The targets apply to company boards and executive management.
The Financial Conduct Authority finalized its rules on reporting information and disclosing against its diversity targets on Wednesday.
Under the diversity targets, at least 40% of a company's board should be women; at least one of the senior board positions — chairman, CEO, chief financial officer or senior independent director — should be a woman; and at least one member of the board should be from an ethnic minority background, excluding white ethnic groups.
Companies that cannot meet the targets must explain why not. Companies may themselves decide how best to collect data from employees to show they are meeting the FCA's targets.

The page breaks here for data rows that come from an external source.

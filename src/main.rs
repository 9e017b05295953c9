use anyhow::{Context, Result};
use sitepipe::cli::commands::{BuildCommand, CheckCommand, DevCommand, RunCommand, TasksCommand};
use sitepipe::cli::output::*;
use sitepipe::cli::{Cli, Command};
use sitepipe::core::{BuildConfig, Composition, Pipeline, Project};
use sitepipe::execution::{ExecutionEngine, ExecutionEvent, ExecutionSummary, SchedulingStrategy};
use sitepipe::serve::{DevServer, DevSession, ReloadHub, SourceWatcher};
use sitepipe::tasks::{TaskContext, TaskRegistry, BUILTIN_TASKS};
use std::sync::Arc;
use std::time::Duration;
use tracing::{error, info, Level};
use tracing_subscriber::{EnvFilter, FmtSubscriber};

#[tokio::main]
async fn main() -> Result<()> {
    let cli = Cli::from_args();

    // Initialize logging
    let log_level = if cli.verbose { Level::DEBUG } else { Level::INFO };
    let filter = EnvFilter::try_from_default_env()
        .unwrap_or_else(|_| EnvFilter::new(format!("sitepipe={}", log_level)));
    let subscriber = FmtSubscriber::builder()
        .with_env_filter(filter)
        .with_target(false)
        .finish();
    tracing::subscriber::set_global_default(subscriber)
        .context("Failed to set logging subscriber")?;

    let result = match cli.command() {
        Command::Build(cmd) => build(&cli, &cmd).await,
        Command::Dev(cmd) => dev(&cli, &cmd).await,
        Command::Run(cmd) => run_tasks(&cli, &cmd).await,
        Command::Clean => clean(&cli).await,
        Command::Check(cmd) => check(&cli, &cmd),
        Command::Tasks(cmd) => list_tasks(&cli, &cmd),
    };

    if let Err(err) = result {
        println!("{} {}", CROSS, style(format!("{:#}", err)).red());
        std::process::exit(1);
    }

    Ok(())
}

fn load_project(cli: &Cli) -> Result<Project> {
    Project::load(cli.config.as_deref()).context("Failed to load configuration")
}

fn create_engine(config: &BuildConfig, strategy: SchedulingStrategy) -> ExecutionEngine {
    ExecutionEngine::new(Arc::new(TaskRegistry::builtin()), strategy)
        .with_timeout(Duration::from_secs(config.task_timeout_secs))
}

/// Run a pipeline with a progress bar and per-step console lines
async fn execute_with_progress(
    project: &Project,
    mut pipeline: Pipeline,
    strategy: SchedulingStrategy,
) -> Result<ExecutionSummary> {
    let ctx = TaskContext::new(project);
    let mut engine = create_engine(&project.config, strategy);

    let progress = create_progress_bar(pipeline.steps.len());
    let bar = progress.clone();
    engine.add_event_handler(move |event| {
        match &event {
            ExecutionEvent::StepStarted { step_id, .. } => bar.set_message(step_id.clone()),
            ExecutionEvent::StepCompleted { .. }
            | ExecutionEvent::StepFailed { .. }
            | ExecutionEvent::StepSkipped { .. } => bar.inc(1),
            _ => {}
        }
        bar.println(format_execution_event(&event));
    });

    let result = engine.execute(&mut pipeline, &ctx).await;
    progress.finish_and_clear();

    let summary = result?;
    println!(
        "{} {} completed {}: {}",
        CHECK,
        style(&pipeline.name).bold(),
        style("successfully").green(),
        format_summary(&summary)
    );
    Ok(summary)
}

async fn build(cli: &Cli, cmd: &BuildCommand) -> Result<()> {
    let project = load_project(cli)?;
    let graph = project.config.graph(&cmd.graph).with_context(|| {
        let names: Vec<&str> = project.config.graphs.keys().map(String::as_str).collect();
        format!("Unknown graph '{}' (available: {})", cmd.graph, names.join(", "))
    })?;

    let pipeline = Pipeline::from_composition(&cmd.graph, graph);
    execute_with_progress(&project, pipeline, cmd.strategy.into()).await?;
    Ok(())
}

async fn run_tasks(cli: &Cli, cmd: &RunCommand) -> Result<()> {
    let project = load_project(cli)?;
    let pipeline = Pipeline::from_tasks("run", &cmd.tasks);
    execute_with_progress(&project, pipeline, SchedulingStrategy::Sequential).await?;
    Ok(())
}

async fn clean(cli: &Cli) -> Result<()> {
    let project = load_project(cli)?;
    let pipeline = Pipeline::from_tasks("clean", &["clean"]);
    execute_with_progress(&project, pipeline, SchedulingStrategy::Sequential).await?;
    Ok(())
}

async fn dev(cli: &Cli, cmd: &DevCommand) -> Result<()> {
    let mut project = load_project(cli)?;
    project.root = project
        .root
        .canonicalize()
        .with_context(|| format!("Failed to resolve {}", project.root.display()))?;
    if let Some(host) = &cmd.host {
        project.config.server.host = host.clone();
    }
    if let Some(port) = cmd.port {
        project.config.server.port = port;
    }

    if !cmd.no_build {
        let graph = project
            .config
            .graph("build")
            .context("No 'build' graph configured")?;
        let pipeline = Pipeline::from_composition("build", graph);
        execute_with_progress(&project, pipeline, SchedulingStrategy::Parallel).await?;
    }

    let hub = ReloadHub::default();
    let server = DevServer::start(&project.config.server, project.build_root(), hub.clone()).await?;
    println!("{} Serving {} at {}", ROCKET, style(project.build_root().display()).dim(), style(server.url()).cyan().bold());

    let source_root = project.source_root();
    let debounce = Duration::from_millis(project.config.server.watch_debounce_ms);
    let mut watcher = SourceWatcher::start(&source_root, debounce)
        .with_context(|| format!("Failed to watch {}", source_root.display()))?;

    let mut engine = create_engine(&project.config, SchedulingStrategy::Sequential);
    engine.add_event_handler(|event| match &event {
        ExecutionEvent::StepCompleted { .. } | ExecutionEvent::StepFailed { .. } => {
            println!("{}", format_execution_event(&event))
        }
        _ => {}
    });
    let session = DevSession::new(TaskContext::new(&project), engine, hub)?;

    println!("{} Watching {} (Ctrl-C to stop)", INFO, style(source_root.display()).dim());
    tokio::select! {
        _ = run_session(&session, &mut watcher) => {}
        signal = tokio::signal::ctrl_c() => {
            if let Err(err) = signal {
                error!("Failed to listen for Ctrl-C: {}", err);
            }
            info!("Shutting down");
        }
    }

    server.shutdown();
    Ok(())
}

async fn run_session(session: &DevSession, watcher: &mut SourceWatcher) {
    while let Some(paths) = watcher.next_batch().await {
        match session.handle_changes(&paths).await {
            Ok(Some(kind)) => println!("{}", format_reload(kind)),
            Ok(None) => {}
            Err(err) => println!("{} {}", CROSS, style(err).red()),
        }
    }
}

fn check(cli: &Cli, cmd: &CheckCommand) -> Result<()> {
    println!("{} Validating configuration...", INFO);
    let project = load_project(cli)?;
    let config = &project.config;

    println!("{} Configuration is valid!", CHECK);
    println!("  Source: {}", style(project.source_root().display()).bold());
    println!("  Output: {}", style(project.build_root().display()).bold());
    println!("  Graphs: {}", style(config.graphs.len()).cyan());
    println!("  Watch rules: {}", style(config.watch.len()).cyan());
    println!(
        "  Server: {}",
        style(format!("http://{}:{}", config.server.host, config.server.port)).cyan()
    );

    if cmd.json {
        let json = serde_json::to_string_pretty(config)?;
        println!("\n{}", json);
    }
    Ok(())
}

fn list_tasks(cli: &Cli, cmd: &TasksCommand) -> Result<()> {
    let project = load_project(cli)?;

    if cmd.json {
        let data = serde_json::json!({
            "tasks": BUILTIN_TASKS,
            "graphs": project.config.graphs,
        });
        println!("{}", serde_json::to_string_pretty(&data)?);
        return Ok(());
    }

    println!("{} Tasks:", INFO);
    for task in BUILTIN_TASKS {
        println!("  {}", style(task).bold());
    }

    println!("{} Graphs:", INFO);
    for (name, graph) in &project.config.graphs {
        println!("  {} = {}", style(name).bold(), describe(graph));
    }
    Ok(())
}

/// `series(clean, parallel(styles, html))`
fn describe(composition: &Composition) -> String {
    match composition {
        Composition::Task(name) => name.clone(),
        Composition::Series { series } => {
            format!("series({})", series.iter().map(describe).collect::<Vec<_>>().join(", "))
        }
        Composition::Parallel { parallel } => {
            format!("parallel({})", parallel.iter().map(describe).collect::<Vec<_>>().join(", "))
        }
    }
}
//! Test: each output carries the transformation of its task

use crate::helpers::*;
use image::GenericImageView;
use sitepipe::core::{BuildConfig, Project};

#[tokio::test]
async fn test_stylesheet_is_compiled_minified_and_mapped() {
    let fixture = SiteFixture::new();
    run_build(&fixture).await;

    let css = fixture.read_output("css/style.min.css");
    let (body, trailer) = css.split_once('\n').expect("source map comment on its own line");
    assert!(body.contains(".header{color:red}"), "got: {}", body);
    assert!(body.contains(".header__title{font-size:24px}"));
    assert!(body.contains("body{margin:0"));
    assert!(!body.contains('$'));
    assert_eq!(trailer, "/*# sourceMappingURL=style.min.css.map */");

    let map: serde_json::Value = serde_json::from_str(&fixture.read_output("css/style.min.css.map")).unwrap();
    assert_eq!(map["version"], 3);
    let sources = map["sources"].as_array().unwrap();
    assert!(sources.iter().any(|s| s.as_str().unwrap().ends_with("style.css")));
}

#[tokio::test]
async fn test_stylesheet_is_prefixed_for_configured_browsers() {
    let fixture = SiteFixture::new();
    fixture.write("sass/blocks/_header.scss", ".header { user-select: none; }");
    let mut config = BuildConfig::default();
    config.styles.browserslist = vec!["safari 10".to_string()];
    let project = Project::new(fixture.root(), config);

    run_graph(&project, "build").await.unwrap();

    let css = fixture.read_output("css/style.min.css");
    assert!(css.contains("-webkit-user-select:none"), "got: {}", css);
}

#[tokio::test]
async fn test_markup_is_minified_with_comments_kept() {
    let fixture = SiteFixture::new();
    run_build(&fixture).await;

    let index = fixture.read_output("index.html");
    assert!(index.len() < INDEX_HTML.len());
    assert!(index.contains("<!-- page header -->"));
    assert!(index.contains("css/style.min.css"));
    assert!(!index.contains("\n    <"));

    let about = fixture.read_output("about.html");
    assert!(!about.contains("  "), "whitespace left in: {}", about);
}

#[tokio::test]
async fn test_script_is_minified() {
    let fixture = SiteFixture::new();
    run_build(&fixture).await;

    let script = fixture.read_output("js/script.js");
    assert!(script.len() < SCRIPT.len());
    assert!(script.contains("addEventListener"));
    assert!(!script.contains("\n  "));
}

#[tokio::test]
async fn test_raster_images_are_optimized_and_converted() {
    let fixture = SiteFixture::new();
    run_build(&fixture).await;

    let photo = image::open(fixture.output("img/photo.jpg")).unwrap();
    assert_eq!(photo.dimensions(), (64, 48));
    let source_len = std::fs::metadata(fixture.source("img/photo.jpg")).unwrap().len();
    let output_len = std::fs::metadata(fixture.output("img/photo.jpg")).unwrap().len();
    assert!(output_len <= source_len);

    for relative in ["img/photo.webp", "img/badge.webp"] {
        let bytes = fixture.read_output_bytes(relative);
        assert_eq!(&bytes[..4], b"RIFF", "{} is not a RIFF container", relative);
        assert_eq!(&bytes[8..12], b"WEBP", "{} is not WebP", relative);
    }

    let badge = image::load_from_memory(&fixture.read_output_bytes("img/badge.webp")).unwrap();
    assert_eq!(badge.dimensions(), (32, 32));
    assert!(badge.color().has_alpha());
}

#[tokio::test]
async fn test_sprite_stacks_icons() {
    let fixture = SiteFixture::new();
    run_build(&fixture).await;

    let sprite = fixture.read_output("img/sprite.svg");
    assert!(sprite.starts_with("<svg xmlns=\"http://www.w3.org/2000/svg\">"));
    assert!(sprite.contains("<svg id=\"icon-cart\" viewBox=\"0 0 24 24\">"));
    assert!(sprite.contains("<svg id=\"icon-menu\" viewBox=\"0 0 16 16\">"));
    assert!(!sprite.contains("<?xml"));
    assert!(!sprite.contains('\n'));
}
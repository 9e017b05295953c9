//! Test utilities: a throwaway site source tree and build runners

#![allow(dead_code)]

use sitepipe::core::{BuildConfig, Pipeline, Project};
use sitepipe::execution::{ExecutionEngine, ExecutionError, ExecutionSummary, SchedulingStrategy};
use sitepipe::serve::{DevSession, ReloadHub};
use sitepipe::tasks::{TaskContext, TaskRegistry};

use image::{Rgb, RgbImage, Rgba, RgbaImage};
use std::collections::BTreeSet;
use std::path::{Path, PathBuf};
use std::sync::Arc;
use tempfile::TempDir;

pub const STYLE_ENTRY: &str = r#"@import "variables";
@import "blocks/header";

body {
  margin: 0;
  font-family: $font;
}
"#;

pub const STYLE_VARIABLES: &str = r#"$accent: #ff0000;
$font: "Open Sans", sans-serif;
"#;

pub const STYLE_HEADER: &str = r#".header {
  color: $accent;

  &__title {
    font-size: 24px;
  }
}
"#;

pub const INDEX_HTML: &str = r#"<!DOCTYPE html>
<html lang="en">
  <head>
    <meta charset="utf-8">
    <title>Home</title>
    <link rel="stylesheet" href="css/style.min.css">
  </head>
  <body>
    <!-- page header -->
    <header class="header">
      <h1 class="header__title">Home</h1>
    </header>
    <script src="js/script.js"></script>
  </body>
</html>
"#;

pub const ABOUT_HTML: &str = r#"<!DOCTYPE html>
<html lang="en">
  <head>
    <title>About</title>
  </head>
  <body>
    <p>
      About us
    </p>
  </body>
</html>
"#;

pub const SCRIPT: &str = r#"
var navToggle = document.querySelector('.header__toggle');

function toggleMenu(element) {
  var isOpen = element.classList.contains('header--open');
  if (isOpen) {
    element.classList.remove('header--open');
  } else {
    element.classList.add('header--open');
  }
}

navToggle.addEventListener('click', function () {
  toggleMenu(document.querySelector('.header'));
});
"#;

pub const LOGO_SVG: &str = r#"<svg xmlns="http://www.w3.org/2000/svg" width="40" height="40"><circle cx="20" cy="20" r="18"/></svg>"#;

pub const ICON_CART: &str = r#"<?xml version="1.0" encoding="UTF-8"?>
<svg xmlns="http://www.w3.org/2000/svg" width="24" height="24">
  <path d="M4 4h16v16H4z"/>
</svg>
"#;

pub const ICON_MENU: &str = r#"<svg xmlns="http://www.w3.org/2000/svg" viewBox="0 0 16 16">
  <rect width="16" height="2"/>
  <rect y="7" width="16" height="2"/>
</svg>
"#;

/// A site laid out the conventional way under a temporary directory
pub struct SiteFixture {
    pub dir: TempDir,
}

impl SiteFixture {
    /// Populate `source/` with one file for every build task
    pub fn new() -> Self {
        let fixture = Self {
            dir: TempDir::new().expect("create temp dir"),
        };

        fixture.write("sass/style.scss", STYLE_ENTRY);
        fixture.write("sass/_variables.scss", STYLE_VARIABLES);
        fixture.write("sass/blocks/_header.scss", STYLE_HEADER);
        fixture.write("index.html", INDEX_HTML);
        fixture.write("about.html", ABOUT_HTML);
        fixture.write("js/script.js", SCRIPT);
        fixture.write("img/logo.svg", LOGO_SVG);
        fixture.write("img/sprite/icon-cart.svg", ICON_CART);
        fixture.write("img/sprite/icon-menu.svg", ICON_MENU);
        fixture.write("fonts/open-sans.woff2", "wOF2 font bytes");
        fixture.write("favicon.ico", "ico bytes");
        fixture.write("manifest.webmanifest", r#"{"name": "Fixture"}"#);

        fixture.write_photo("img/photo.jpg");
        fixture.write_badge("img/badge.png");
        fixture.write_badge("img/favicons/favicon-32.png");
        fixture.write_photo("images/raw.jpg");

        fixture
    }

    pub fn root(&self) -> &Path {
        self.dir.path()
    }

    pub fn project(&self) -> Project {
        Project::new(self.root(), BuildConfig::default())
    }

    pub fn source(&self, relative: &str) -> PathBuf {
        self.project().source_root().join(relative)
    }

    pub fn output(&self, relative: &str) -> PathBuf {
        self.project().build_root().join(relative)
    }

    pub fn write(&self, relative: &str, content: &str) {
        let path = self.source(relative);
        if let Some(parent) = path.parent() {
            std::fs::create_dir_all(parent).expect("create source dir");
        }
        std::fs::write(&path, content).unwrap_or_else(|e| panic!("write {}: {}", path.display(), e));
    }

    pub fn read_output(&self, relative: &str) -> String {
        let path = self.output(relative);
        std::fs::read_to_string(&path).unwrap_or_else(|e| panic!("read {}: {}", path.display(), e))
    }

    pub fn read_output_bytes(&self, relative: &str) -> Vec<u8> {
        let path = self.output(relative);
        std::fs::read(&path).unwrap_or_else(|e| panic!("read {}: {}", path.display(), e))
    }

    /// Every file under the build root, relative and with `/` separators
    pub fn output_files(&self) -> BTreeSet<String> {
        let build_root = self.project().build_root();
        if !build_root.exists() {
            return BTreeSet::new();
        }

        ignore::WalkBuilder::new(&build_root)
            .standard_filters(false)
            .build()
            .filter_map(Result::ok)
            .filter(|entry| entry.file_type().is_some_and(|t| t.is_file()))
            .map(|entry| {
                entry
                    .path()
                    .strip_prefix(&build_root)
                    .expect("walked path under build root")
                    .components()
                    .map(|c| c.as_os_str().to_string_lossy().into_owned())
                    .collect::<Vec<_>>()
                    .join("/")
            })
            .collect()
    }

    /// A noisy gradient, so JPEG recompression has something to chew on
    fn write_photo(&self, relative: &str) {
        let image = RgbImage::from_fn(64, 48, |x, y| {
            Rgb([(x * 4) as u8, (y * 5) as u8, ((x * y) % 256) as u8])
        });
        self.save_image(relative, |path| image.save(path));
    }

    /// Flat colours with a transparent border
    fn write_badge(&self, relative: &str) {
        let image = RgbaImage::from_fn(32, 32, |x, y| {
            if x < 4 || y < 4 || x > 27 || y > 27 {
                Rgba([0, 0, 0, 0])
            } else {
                Rgba([30, 144, 255, 255])
            }
        });
        self.save_image(relative, |path| image.save(path));
    }

    fn save_image(&self, relative: &str, save: impl FnOnce(&Path) -> image::ImageResult<()>) {
        let path = self.source(relative);
        if let Some(parent) = path.parent() {
            std::fs::create_dir_all(parent).expect("create image dir");
        }
        save(&path).unwrap_or_else(|e| panic!("save {}: {}", path.display(), e));
    }
}

/// Files the default `build` graph produces for [`SiteFixture::new`]
pub fn expected_build_files() -> BTreeSet<String> {
    [
        "about.html",
        "index.html",
        "favicon.ico",
        "manifest.webmanifest",
        "fonts/open-sans.woff2",
        "css/style.min.css",
        "css/style.min.css.map",
        "js/script.js",
        "images/raw.jpg",
        "img/photo.jpg",
        "img/photo.webp",
        "img/badge.png",
        "img/badge.webp",
        "img/logo.svg",
        "img/sprite.svg",
    ]
    .into_iter()
    .map(String::from)
    .collect()
}

pub fn engine(strategy: SchedulingStrategy) -> ExecutionEngine {
    ExecutionEngine::new(Arc::new(TaskRegistry::builtin()), strategy)
}

/// Run a named graph from the default configuration
pub async fn run_graph(project: &Project, graph: &str) -> Result<ExecutionSummary, ExecutionError> {
    let composition = project
        .config
        .graph(graph)
        .unwrap_or_else(|| panic!("graph '{}' is not configured", graph));
    let mut pipeline = Pipeline::from_composition(graph, composition);
    let ctx = TaskContext::new(project);
    engine(SchedulingStrategy::Parallel).execute(&mut pipeline, &ctx).await
}

/// Run the production build for the fixture
pub async fn run_build(fixture: &SiteFixture) -> ExecutionSummary {
    run_graph(&fixture.project(), "build")
        .await
        .unwrap_or_else(|e| panic!("build failed: {}", e))
}

/// A development session over the fixture, with its own reload hub
pub fn dev_session(fixture: &SiteFixture) -> DevSession {
    let project = fixture.project();
    DevSession::new(
        TaskContext::new(&project),
        engine(SchedulingStrategy::Sequential),
        ReloadHub::default(),
    )
    .unwrap_or_else(|e| panic!("invalid watch rules: {}", e))
}

/// Assert a build output exists and is non-empty
pub fn assert_output(fixture: &SiteFixture, relative: &str) {
    let path = fixture.output(relative);
    let metadata = std::fs::metadata(&path)
        .unwrap_or_else(|_| panic!("expected output {} to exist", relative));
    assert!(metadata.len() > 0, "output {} is empty", relative);
}

#[cfg(test)]
mod tests {
    use super::*;

    #[test]
    fn test_fixture_populates_source_tree() {
        let fixture = SiteFixture::new();
        assert!(fixture.source("sass/style.scss").is_file());
        assert!(fixture.source("img/favicons/favicon-32.png").is_file());
        assert!(image::open(fixture.source("img/photo.jpg")).is_ok());
        assert!(fixture.output_files().is_empty());
    }

    #[test]
    fn test_output_files_are_relative() {
        let fixture = SiteFixture::new();
        let nested = fixture.output("img/nested/a.txt");
        std::fs::create_dir_all(nested.parent().unwrap()).unwrap();
        std::fs::write(&nested, "a").unwrap();

        let files = fixture.output_files();
        assert_eq!(files.into_iter().collect::<Vec<_>>(), vec!["img/nested/a.txt"]);
    }
}
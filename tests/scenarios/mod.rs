//! End-to-end scenarios over a generated site

mod build_output;
mod rebuild;
mod transformations;
mod watch_reload;
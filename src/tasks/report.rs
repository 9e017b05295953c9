//! Task report and error types

use crate::core::selection::SelectionError;
use serde::{Deserialize, Serialize};
use std::path::PathBuf;
use thiserror::Error;
use tracing::warn;

/// Error types for task runs
#[derive(Debug, Error)]
pub enum TaskError {
    #[error("I/O error on {path}: {source}")]
    Io {
        path: PathBuf,
        #[source]
        source: std::io::Error,
    },

    #[error(transparent)]
    Selection(#[from] SelectionError),

    #[error("Failed to minify {path}: {message}")]
    Minify { path: PathBuf, message: String },

    #[error("Failed to encode image {path}: {source}")]
    Image {
        path: PathBuf,
        #[source]
        source: image::ImageError,
    },

    #[error("Invalid SVG {path}: {message}")]
    Svg { path: PathBuf, message: String },

    #[error("Unknown task: {0}")]
    UnknownTask(String),

    #[error("Timeout after {0} seconds")]
    Timeout(u64),

    #[error("Background job failed: {0}")]
    Join(#[from] tokio::task::JoinError),
}

impl TaskError {
    /// Adapter for `map_err` that attaches the offending path to an I/O error
    pub fn io(path: impl Into<PathBuf>) -> impl FnOnce(std::io::Error) -> TaskError {
        let path = path.into();
        move |source| TaskError::Io { path, source }
    }
}

/// What a task produced
#[derive(Debug, Clone, Default, PartialEq, Eq, Serialize, Deserialize)]
pub struct TaskReport {
    /// Files written by the task
    pub outputs: Vec<PathBuf>,

    /// Non-fatal problems (e.g. a stylesheet that failed to compile)
    pub warnings: Vec<String>,
}

impl TaskReport {
    pub fn new() -> Self {
        Self::default()
    }

    pub fn push_output(&mut self, path: impl Into<PathBuf>) {
        self.outputs.push(path.into());
    }

    /// Record a warning and log it
    pub fn warn(&mut self, message: impl Into<String>) {
        let message = message.into();
        warn!("{}", message);
        self.warnings.push(message);
    }

    pub fn has_warnings(&self) -> bool {
        !self.warnings.is_empty()
    }
}
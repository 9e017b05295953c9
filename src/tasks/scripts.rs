//! JavaScript minification

use super::{write_output, AssetTask, TaskContext, TaskError, TaskReport};
use async_trait::async_trait;
use minify_js::{minify, Session, TopLevelMode};
use tracing::info;

/// Minify a classic (non-module) script
pub fn minify_script(source: &[u8]) -> Result<Vec<u8>, String> {
    let session = Session::new();
    let mut out = Vec::new();
    minify(&session, TopLevelMode::Global, source, &mut out).map_err(|e| format!("{:?}", e))?;
    Ok(out)
}

/// Minifies every selected script into the scripts output directory
#[derive(Debug, Clone, Copy, Default)]
pub struct ScriptsTask;

#[async_trait]
impl AssetTask for ScriptsTask {
    fn name(&self) -> &str {
        "scripts"
    }

    async fn run(&self, ctx: &TaskContext) -> Result<TaskReport, TaskError> {
        let selection = &ctx.config.scripts;
        let out_dir = ctx.output_dir(selection);

        let mut report = TaskReport::new();
        for file in ctx.select(selection)? {
            let source = tokio::fs::read(&file.path)
                .await
                .map_err(TaskError::io(&file.path))?;
            let minified = minify_script(&source).map_err(|message| TaskError::Minify {
                path: file.path.clone(),
                message,
            })?;

            let destination = file.destination(&out_dir);
            write_output(&destination, minified).await?;
            report.push_output(destination);
        }

        info!("scripts: wrote {} files", report.outputs.len());
        Ok(report)
    }
}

A document detailing the rules said the FCA seeks to increase transparency for investors on the diversity of boards and executive management of U.K.-listed companies. Setting targets with a "comply or explain" requirement "is designed to be a positive reporting benchmark to encourage progress. However, it serves as a starting point to encourage scrutiny and consideration of diversity and inclusion more broadly, both at senior levels of listed companies and throughout their businesses," the FCA said.
The rules apply to listed companies for financial accounting periods starting April 1, 2022. Alongside the comply or explain disclosure, the FCA wants companies to publish numerical data on the sex or gender identity and the ethnic diversity of their board, senior board positions and executive management in a standardized table format. Companies should also explain how they collected the data.
The rules will be reviewed in 2025 to ensure they are working and to check that the targets are still appropriate.
"As investors pay increasing attention to diversity at the top of the companies they invest in, enhancing transparency at board and executive management level will help hold companies to account and drive further progress," Sarah Pritchard, executive director of markets at FCA, said in a news release accompanying the final rules.